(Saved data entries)

====

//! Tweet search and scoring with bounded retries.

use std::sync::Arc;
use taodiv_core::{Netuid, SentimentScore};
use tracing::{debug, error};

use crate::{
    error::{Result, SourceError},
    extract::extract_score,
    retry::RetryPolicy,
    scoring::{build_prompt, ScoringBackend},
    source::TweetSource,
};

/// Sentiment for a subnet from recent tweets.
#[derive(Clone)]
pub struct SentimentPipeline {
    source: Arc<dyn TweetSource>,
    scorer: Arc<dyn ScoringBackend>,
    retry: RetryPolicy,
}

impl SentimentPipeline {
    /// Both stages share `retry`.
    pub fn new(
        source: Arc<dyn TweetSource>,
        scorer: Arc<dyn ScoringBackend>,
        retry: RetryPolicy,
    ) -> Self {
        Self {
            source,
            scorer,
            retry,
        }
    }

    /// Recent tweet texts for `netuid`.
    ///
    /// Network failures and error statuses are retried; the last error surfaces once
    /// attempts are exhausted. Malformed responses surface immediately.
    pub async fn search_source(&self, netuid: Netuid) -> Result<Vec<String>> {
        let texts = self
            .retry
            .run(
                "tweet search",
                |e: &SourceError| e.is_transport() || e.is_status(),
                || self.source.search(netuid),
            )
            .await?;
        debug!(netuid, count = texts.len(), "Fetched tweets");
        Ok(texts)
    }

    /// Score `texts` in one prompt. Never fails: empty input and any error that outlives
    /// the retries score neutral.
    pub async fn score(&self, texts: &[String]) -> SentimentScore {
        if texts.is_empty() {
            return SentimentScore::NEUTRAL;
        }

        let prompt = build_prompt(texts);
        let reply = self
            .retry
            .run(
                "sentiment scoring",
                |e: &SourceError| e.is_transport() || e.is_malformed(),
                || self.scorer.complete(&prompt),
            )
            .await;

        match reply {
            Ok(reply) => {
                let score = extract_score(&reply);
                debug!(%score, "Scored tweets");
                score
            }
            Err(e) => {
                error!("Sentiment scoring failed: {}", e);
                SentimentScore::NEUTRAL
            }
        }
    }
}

====

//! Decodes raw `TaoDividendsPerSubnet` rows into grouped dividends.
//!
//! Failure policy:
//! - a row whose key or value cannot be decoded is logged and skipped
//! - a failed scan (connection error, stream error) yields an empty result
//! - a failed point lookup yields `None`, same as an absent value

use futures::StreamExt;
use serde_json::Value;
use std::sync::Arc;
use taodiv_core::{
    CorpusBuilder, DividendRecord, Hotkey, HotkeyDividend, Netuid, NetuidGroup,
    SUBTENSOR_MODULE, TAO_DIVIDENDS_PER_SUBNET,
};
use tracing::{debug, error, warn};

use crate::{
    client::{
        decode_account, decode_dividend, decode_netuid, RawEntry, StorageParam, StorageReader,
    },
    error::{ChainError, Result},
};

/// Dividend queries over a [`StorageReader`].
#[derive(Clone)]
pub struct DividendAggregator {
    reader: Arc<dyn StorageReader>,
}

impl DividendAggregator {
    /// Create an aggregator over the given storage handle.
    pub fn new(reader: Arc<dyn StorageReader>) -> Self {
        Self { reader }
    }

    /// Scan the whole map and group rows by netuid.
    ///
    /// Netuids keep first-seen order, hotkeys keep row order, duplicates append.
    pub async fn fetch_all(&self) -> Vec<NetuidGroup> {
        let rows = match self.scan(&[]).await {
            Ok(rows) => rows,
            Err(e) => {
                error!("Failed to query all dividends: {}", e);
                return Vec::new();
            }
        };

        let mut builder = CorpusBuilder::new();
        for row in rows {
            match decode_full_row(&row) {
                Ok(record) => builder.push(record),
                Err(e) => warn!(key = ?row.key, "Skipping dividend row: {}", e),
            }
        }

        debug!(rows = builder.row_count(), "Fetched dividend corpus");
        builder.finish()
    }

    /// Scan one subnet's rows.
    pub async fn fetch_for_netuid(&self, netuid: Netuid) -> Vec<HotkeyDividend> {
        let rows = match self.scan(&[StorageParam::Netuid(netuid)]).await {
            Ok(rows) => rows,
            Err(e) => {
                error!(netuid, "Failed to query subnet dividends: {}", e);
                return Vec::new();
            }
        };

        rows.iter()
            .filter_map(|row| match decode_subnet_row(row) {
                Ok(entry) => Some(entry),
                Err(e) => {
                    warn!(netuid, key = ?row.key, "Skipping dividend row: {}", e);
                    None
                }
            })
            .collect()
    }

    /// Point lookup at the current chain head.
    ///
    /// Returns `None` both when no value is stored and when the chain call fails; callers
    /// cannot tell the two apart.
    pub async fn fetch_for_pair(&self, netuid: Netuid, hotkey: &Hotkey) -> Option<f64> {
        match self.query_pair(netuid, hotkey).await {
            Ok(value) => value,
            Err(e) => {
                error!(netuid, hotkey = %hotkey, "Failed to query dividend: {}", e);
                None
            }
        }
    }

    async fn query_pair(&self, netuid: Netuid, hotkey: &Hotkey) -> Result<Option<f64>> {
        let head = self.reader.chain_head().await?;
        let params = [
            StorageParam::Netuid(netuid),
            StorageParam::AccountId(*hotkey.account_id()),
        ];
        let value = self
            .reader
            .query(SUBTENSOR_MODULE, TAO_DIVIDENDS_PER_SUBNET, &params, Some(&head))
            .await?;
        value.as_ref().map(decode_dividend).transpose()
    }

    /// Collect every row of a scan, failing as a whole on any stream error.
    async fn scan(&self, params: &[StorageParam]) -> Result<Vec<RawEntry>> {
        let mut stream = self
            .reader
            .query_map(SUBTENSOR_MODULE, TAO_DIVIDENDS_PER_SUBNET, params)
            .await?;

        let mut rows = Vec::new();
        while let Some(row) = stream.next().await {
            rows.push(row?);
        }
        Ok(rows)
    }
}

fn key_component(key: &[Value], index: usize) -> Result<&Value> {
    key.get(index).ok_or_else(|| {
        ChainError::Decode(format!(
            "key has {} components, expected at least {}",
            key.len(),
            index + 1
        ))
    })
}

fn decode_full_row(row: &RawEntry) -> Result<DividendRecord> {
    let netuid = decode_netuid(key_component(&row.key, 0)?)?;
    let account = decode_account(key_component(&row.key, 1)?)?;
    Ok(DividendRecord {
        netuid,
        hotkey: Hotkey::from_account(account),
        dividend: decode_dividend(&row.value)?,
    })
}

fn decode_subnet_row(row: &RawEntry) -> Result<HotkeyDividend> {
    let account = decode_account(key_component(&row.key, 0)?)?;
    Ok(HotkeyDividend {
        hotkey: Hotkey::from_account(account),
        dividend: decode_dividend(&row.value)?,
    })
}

====

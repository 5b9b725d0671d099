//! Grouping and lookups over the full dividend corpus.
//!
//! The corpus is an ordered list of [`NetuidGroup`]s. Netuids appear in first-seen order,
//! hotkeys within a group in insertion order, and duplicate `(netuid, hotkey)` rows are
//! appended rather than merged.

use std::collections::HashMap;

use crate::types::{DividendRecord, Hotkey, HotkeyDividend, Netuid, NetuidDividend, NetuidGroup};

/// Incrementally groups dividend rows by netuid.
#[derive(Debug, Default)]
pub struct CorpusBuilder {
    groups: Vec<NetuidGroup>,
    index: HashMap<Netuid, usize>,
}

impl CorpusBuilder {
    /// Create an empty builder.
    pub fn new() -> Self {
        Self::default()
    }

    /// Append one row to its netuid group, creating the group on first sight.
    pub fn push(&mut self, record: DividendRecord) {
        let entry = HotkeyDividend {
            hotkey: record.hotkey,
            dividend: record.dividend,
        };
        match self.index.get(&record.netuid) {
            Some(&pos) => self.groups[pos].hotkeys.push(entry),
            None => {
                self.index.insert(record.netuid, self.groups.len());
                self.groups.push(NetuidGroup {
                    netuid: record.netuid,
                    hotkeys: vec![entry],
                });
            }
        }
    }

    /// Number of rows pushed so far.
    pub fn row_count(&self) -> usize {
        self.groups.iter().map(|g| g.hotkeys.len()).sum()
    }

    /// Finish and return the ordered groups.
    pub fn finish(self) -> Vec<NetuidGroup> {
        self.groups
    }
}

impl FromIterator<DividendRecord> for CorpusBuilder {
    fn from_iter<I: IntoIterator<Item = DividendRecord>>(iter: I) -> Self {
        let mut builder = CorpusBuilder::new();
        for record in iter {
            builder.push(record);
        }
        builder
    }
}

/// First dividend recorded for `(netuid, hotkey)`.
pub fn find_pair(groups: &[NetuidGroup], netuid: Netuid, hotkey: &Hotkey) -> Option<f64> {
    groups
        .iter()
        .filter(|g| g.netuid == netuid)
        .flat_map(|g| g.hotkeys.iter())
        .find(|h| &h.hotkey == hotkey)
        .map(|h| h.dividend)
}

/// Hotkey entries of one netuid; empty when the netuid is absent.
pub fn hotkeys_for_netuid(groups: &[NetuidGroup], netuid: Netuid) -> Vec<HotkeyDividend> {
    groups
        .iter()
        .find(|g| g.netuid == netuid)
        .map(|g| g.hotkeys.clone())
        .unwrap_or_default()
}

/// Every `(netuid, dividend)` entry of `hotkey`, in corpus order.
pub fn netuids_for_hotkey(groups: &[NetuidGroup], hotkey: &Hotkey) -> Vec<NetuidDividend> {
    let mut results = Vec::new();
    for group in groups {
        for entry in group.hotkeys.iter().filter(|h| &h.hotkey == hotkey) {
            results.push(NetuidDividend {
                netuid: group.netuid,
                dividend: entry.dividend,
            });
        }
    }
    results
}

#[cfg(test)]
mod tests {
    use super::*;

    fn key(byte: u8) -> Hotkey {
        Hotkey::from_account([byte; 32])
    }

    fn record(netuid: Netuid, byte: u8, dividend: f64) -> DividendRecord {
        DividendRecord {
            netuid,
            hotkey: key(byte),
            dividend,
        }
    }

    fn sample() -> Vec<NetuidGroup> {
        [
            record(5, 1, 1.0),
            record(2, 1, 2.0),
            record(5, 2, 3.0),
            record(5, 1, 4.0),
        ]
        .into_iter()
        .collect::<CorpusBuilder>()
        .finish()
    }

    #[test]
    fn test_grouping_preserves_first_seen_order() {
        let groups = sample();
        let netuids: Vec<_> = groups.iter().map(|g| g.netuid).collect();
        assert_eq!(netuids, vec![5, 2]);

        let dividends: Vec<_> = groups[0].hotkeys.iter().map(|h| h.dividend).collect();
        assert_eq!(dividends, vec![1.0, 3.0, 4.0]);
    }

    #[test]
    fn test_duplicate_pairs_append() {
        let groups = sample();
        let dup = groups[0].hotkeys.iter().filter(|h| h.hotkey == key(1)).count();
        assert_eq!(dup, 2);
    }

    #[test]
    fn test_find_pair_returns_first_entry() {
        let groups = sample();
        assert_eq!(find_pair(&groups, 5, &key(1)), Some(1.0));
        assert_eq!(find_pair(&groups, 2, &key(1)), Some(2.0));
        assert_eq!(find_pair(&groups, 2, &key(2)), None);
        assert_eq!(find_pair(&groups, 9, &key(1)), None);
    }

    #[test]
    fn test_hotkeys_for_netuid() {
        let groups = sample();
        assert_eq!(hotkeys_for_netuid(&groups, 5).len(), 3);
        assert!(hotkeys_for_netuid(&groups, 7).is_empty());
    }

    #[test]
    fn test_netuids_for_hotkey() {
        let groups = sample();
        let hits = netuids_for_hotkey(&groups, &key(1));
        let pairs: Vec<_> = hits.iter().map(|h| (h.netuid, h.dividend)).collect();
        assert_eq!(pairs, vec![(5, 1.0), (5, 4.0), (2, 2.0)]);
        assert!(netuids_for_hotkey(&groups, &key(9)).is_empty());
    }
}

====

■ **ASSIGNMENT**:
Please count how many lines of the records include "results", giving the number and nothing else.

■ **PROBLEM SOLUTION**:
3